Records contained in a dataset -

-------

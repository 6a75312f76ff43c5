mod row;

use proc_macro::TokenStream;

// ============================================================================
// #[derive(Row)] derive macro
// ============================================================================

/// Derive macro for the `Row` trait.
///
/// # Usage
///
/// ```ignore
/// #[derive(Clone, Serialize, Deserialize, Row)]
/// #[row(collection = "posts")]
/// struct Post {
///     #[row(id)]
///     pub id: String,
///     pub author_id: String,
///     pub title: String,
/// }
/// ```
///
/// - `#[row(collection = "...")]` sets the remote collection name.
///   If omitted, defaults to snake_case struct name + "s".
/// - `#[row(id)]` marks the field used as the unique identifier.
///   If omitted, defaults to a field named `id`.
/// - `#[row(skip)]` leaves a field out of the projected column list
///   (use together with `#[serde(skip)]` or `#[serde(default)]`).
///
/// Every other named field becomes part of `Row::COLUMNS`, the projection
/// requested when the row is fetched.
#[proc_macro_derive(Row, attributes(row))]
pub fn derive_row(input: TokenStream) -> TokenStream {
    row::derive_row(input)
}
use carsocial::domain::{NewPost, PostFilter, PostPatch};
use carsocial::{ErrorKind, Filter, Level, Op, StoreError, StoreState, ANONYMOUS, UNKNOWN};
use serde_json::json;

use crate::support::{world, world_with, ALICE, BOB, GHOST};

fn new_post(title: &str) -> NewPost {
    NewPost {
        forum_id: "f-porsche".into(),
        title: title.into(),
        content: "Just picked up a 964".into(),
    }
}

#[tokio::test]
async fn posts_are_merged_with_authors_forums_and_likes() {
    let w = world();
    w.app.forums.fetch_posts(PostFilter::default()).await.unwrap();

    let posts = w.app.forums.posts().items();
    let summary: Vec<(&str, &str, &str, bool)> = posts
        .iter()
        .map(|v| {
            (
                v.post.id.as_str(),
                v.author_name.as_str(),
                v.forum_name.as_str(),
                v.liked_by_me,
            )
        })
        .collect();
    assert_eq!(
        summary,
        vec![
            ("p3", ANONYMOUS, UNKNOWN, false),
            ("p2", "bob", "Mazda", true),
            ("p1", "alice", "Porsche", false),
        ]
    );

    let profile_selects = w.backend.selects("profiles");
    assert_eq!(profile_selects.len(), 1);
    match &profile_selects[0].filters[0] {
        Filter::In { column, values } => {
            assert_eq!(column, "id");
            assert_eq!(values, &vec![json!(GHOST), json!(BOB), json!(ALICE)]);
        }
        other => panic!("unexpected filter {:?}", other),
    }
    assert_eq!(w.backend.selects("forums").len(), 1);
    assert_eq!(w.backend.selects("post_likes").len(), 1);
}

#[tokio::test]
async fn filters_narrow_the_fetch() {
    let w = world();
    w.app
        .forums
        .fetch_posts(PostFilter::forum("f-mazda"))
        .await
        .unwrap();
    assert_eq!(w.app.forums.posts().ids(), vec!["p2".to_string()]);

    w.app
        .forums
        .fetch_posts(PostFilter {
            search: Some("P1".into()),
            ..PostFilter::default()
        })
        .await
        .unwrap();
    assert_eq!(w.app.forums.posts().ids(), vec!["p1".to_string()]);
}

#[tokio::test]
async fn created_post_appears_exactly_once_after_fetch() {
    let w = world();
    w.app.forums.fetch_forums().await.unwrap();
    w.app.forums.fetch_posts(PostFilter::default()).await.unwrap();

    let created = w.app.forums.create_post(new_post("New 964")).await.unwrap();
    assert_eq!(created.author_name, "alice");
    assert_eq!(created.forum_name, "Porsche");
    assert_eq!(w.app.forums.posts().ids()[0], created.post.id);

    w.app.forums.fetch_posts(PostFilter::default()).await.unwrap();
    let ids = w.app.forums.posts().ids();
    assert_eq!(ids.iter().filter(|id| **id == created.post.id).count(), 1);
    assert_eq!(ids.len(), 4);

    let notes = w.messages();
    assert_eq!(notes.len(), 1);
    assert_eq!(notes[0].level, Level::Success);
}

#[tokio::test]
async fn reconciling_refetch_runs_after_create() {
    let w = world_with(carsocial::ClientConfig::local());
    w.app.forums.fetch_posts(PostFilter::default()).await.unwrap();
    let before = w.backend.selects("posts").len();

    let created = w.app.forums.create_post(new_post("Reconciled")).await.unwrap();

    assert_eq!(w.backend.selects("posts").len(), before + 1);
    let ids = w.app.forums.posts().ids();
    assert_eq!(ids.iter().filter(|id| **id == created.post.id).count(), 1);
}

#[tokio::test]
async fn failed_create_rolls_back_the_provisional_post() {
    let w = world();
    w.app.forums.fetch_posts(PostFilter::default()).await.unwrap();
    let before = w.app.forums.posts().ids();
    w.backend.fail_next(Op::Insert, "posts", ErrorKind::Forbidden);

    let err = w.app.forums.create_post(new_post("Denied")).await.unwrap_err();

    assert_eq!(err.kind(), Some(ErrorKind::Forbidden));
    assert_eq!(w.app.forums.posts().ids(), before);
    assert_eq!(w.app.forums.posts().state(), StoreState::Error(ErrorKind::Forbidden));
    assert_eq!(w.errors(), vec![ErrorKind::Forbidden.user_message().to_string()]);
}

#[tokio::test]
async fn invalid_input_never_reaches_the_backend() {
    let w = world();
    w.app.forums.fetch_posts(PostFilter::default()).await.unwrap();
    w.backend.clear_calls();

    let err = w.app.forums.create_post(new_post("   ")).await.unwrap_err();

    assert!(matches!(err, StoreError::Invalid(_)));
    assert!(w.backend.calls().is_empty());
    assert_eq!(w.app.forums.posts().state(), StoreState::Ready);
    assert_eq!(w.app.forums.posts().len(), 3);
}

#[tokio::test]
async fn signed_out_users_cannot_post() {
    let w = world();
    w.app.session().sign_out();

    let err = w.app.forums.create_post(new_post("Hello")).await.unwrap_err();
    assert_eq!(err.kind(), Some(ErrorKind::Unauthorized));
    assert!(w.backend.calls().iter().all(|c| c.op != Op::Insert));
}

#[tokio::test]
async fn update_replaces_only_after_success() {
    let w = world();
    w.app.forums.fetch_posts(PostFilter::default()).await.unwrap();

    w.backend.fail_next(Op::Update, "posts", ErrorKind::Network);
    let patch = PostPatch {
        title: Some("Edited".into()),
        ..PostPatch::default()
    };
    assert!(w.app.forums.update_post("p1", patch.clone()).await.is_err());
    assert_eq!(w.app.forums.posts().get("p1").unwrap().post.title, "Post p1");

    let updated = w.app.forums.update_post("p1", patch).await.unwrap();
    assert_eq!(updated.post.title, "Edited");
    assert_eq!(updated.author_name, "alice");
    assert_eq!(w.app.forums.posts().get("p1").unwrap().post.title, "Edited");
}

#[tokio::test]
async fn deleted_post_is_gone_from_the_store() {
    let w = world();
    w.app.forums.fetch_posts(PostFilter::default()).await.unwrap();

    w.app.forums.delete_post("p2").await.unwrap();
    assert!(!w.app.forums.posts().contains("p2"));
    assert!(w.backend.rows("posts").iter().all(|r| r["id"] != "p2"));
}

#[tokio::test]
async fn referenced_post_cannot_be_deleted() {
    let w = world();
    w.app.forums.fetch_posts(PostFilter::default()).await.unwrap();

    let err = w.app.forums.delete_post("p1").await.unwrap_err();

    assert_eq!(err.kind(), Some(ErrorKind::ReferentialConflict));
    assert!(w.app.forums.posts().contains("p1"));
    assert_eq!(
        w.errors(),
        vec![ErrorKind::ReferentialConflict.user_message().to_string()]
    );
}

#[tokio::test]
async fn like_toggle_round_trip() {
    let w = world();
    w.app.forums.fetch_posts(PostFilter::default()).await.unwrap();
    let original = w.app.forums.posts().get("p1").unwrap();

    assert!(w.app.forums.toggle_like("p1").await.unwrap());
    let liked = w.app.forums.posts().get("p1").unwrap();
    assert!(liked.liked_by_me);
    assert_eq!(liked.post.likes_count, 1);
    assert_eq!(w.backend.rows("post_likes").len(), 2);

    assert!(!w.app.forums.toggle_like("p1").await.unwrap());
    assert_eq!(w.app.forums.posts().get("p1").unwrap(), original);
    assert_eq!(w.backend.rows("post_likes").len(), 1);
}

#[tokio::test]
async fn failed_like_is_rolled_back() {
    let w = world();
    w.app.forums.fetch_posts(PostFilter::default()).await.unwrap();
    let original = w.app.forums.posts().get("p1").unwrap();
    w.backend.fail_next(Op::Insert, "post_likes", ErrorKind::Network);

    assert!(w.app.forums.toggle_like("p1").await.is_err());
    assert_eq!(w.app.forums.posts().get("p1").unwrap(), original);
}

#[tokio::test]
async fn comments_round_trip() {
    let w = world();
    w.app.forums.fetch_comments("p1").await.unwrap();

    let comments = w.app.forums.comments().items();
    assert_eq!(comments.len(), 1);
    assert_eq!(comments[0].author_name, "bob");

    let added = w.app.forums.add_comment("p1", "Agreed").await.unwrap();
    assert_eq!(added.author_name, "alice");
    assert_eq!(
        w.app.forums.comments().ids(),
        vec!["c1".to_string(), added.comment.id.clone()]
    );

    w.app.forums.delete_comment(&added.comment.id).await.unwrap();
    assert!(!w.app.forums.comments().contains(&added.comment.id));
    assert_eq!(w.backend.rows("comments").len(), 1);
}

#[tokio::test]
async fn comment_on_another_post_stays_out_of_the_list() {
    let w = world();
    w.app.forums.fetch_comments("p1").await.unwrap();

    let added = w.app.forums.add_comment("p2", "Nice swap").await.unwrap();

    assert_eq!(added.comment.post_id, "p2");
    assert_eq!(w.app.forums.comments().ids(), vec!["c1".to_string()]);
    assert_eq!(w.app.forums.comments().state(), StoreState::Ready);
    assert_eq!(w.backend.rows("comments").len(), 2);
}

#[tokio::test]
async fn post_outside_the_current_filter_is_not_cached() {
    let w = world();
    w.app.forums.fetch_posts(PostFilter::forum("f-mazda")).await.unwrap();

    let created = w.app.forums.create_post(new_post("964 for sale")).await.unwrap();

    assert_eq!(created.post.forum_id, "f-porsche");
    assert_eq!(w.app.forums.posts().ids(), vec!["p2".to_string()]);
    assert_eq!(w.backend.rows("posts").len(), 4);
}
use carsocial::FeedItem;

use crate::support::world;

#[tokio::test]
async fn feed_is_sorted_newest_first_across_kinds() {
    let w = world();
    w.app.feed.load().await.unwrap();

    let items = w.app.feed.items().items();
    assert_eq!(
        w.app.feed.items().ids(),
        vec!["m2", "m1", "l2", "l1", "p3", "p2", "p1"]
    );
    assert!(matches!(items[0], FeedItem::Meet(_)));
    assert!(items
        .windows(2)
        .all(|pair| pair[0].created_at() >= pair[1].created_at()));
}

-------

Work required - The string "summary" appears on some lines of the data; count those lines and report only how many there are.

Exercise output - 2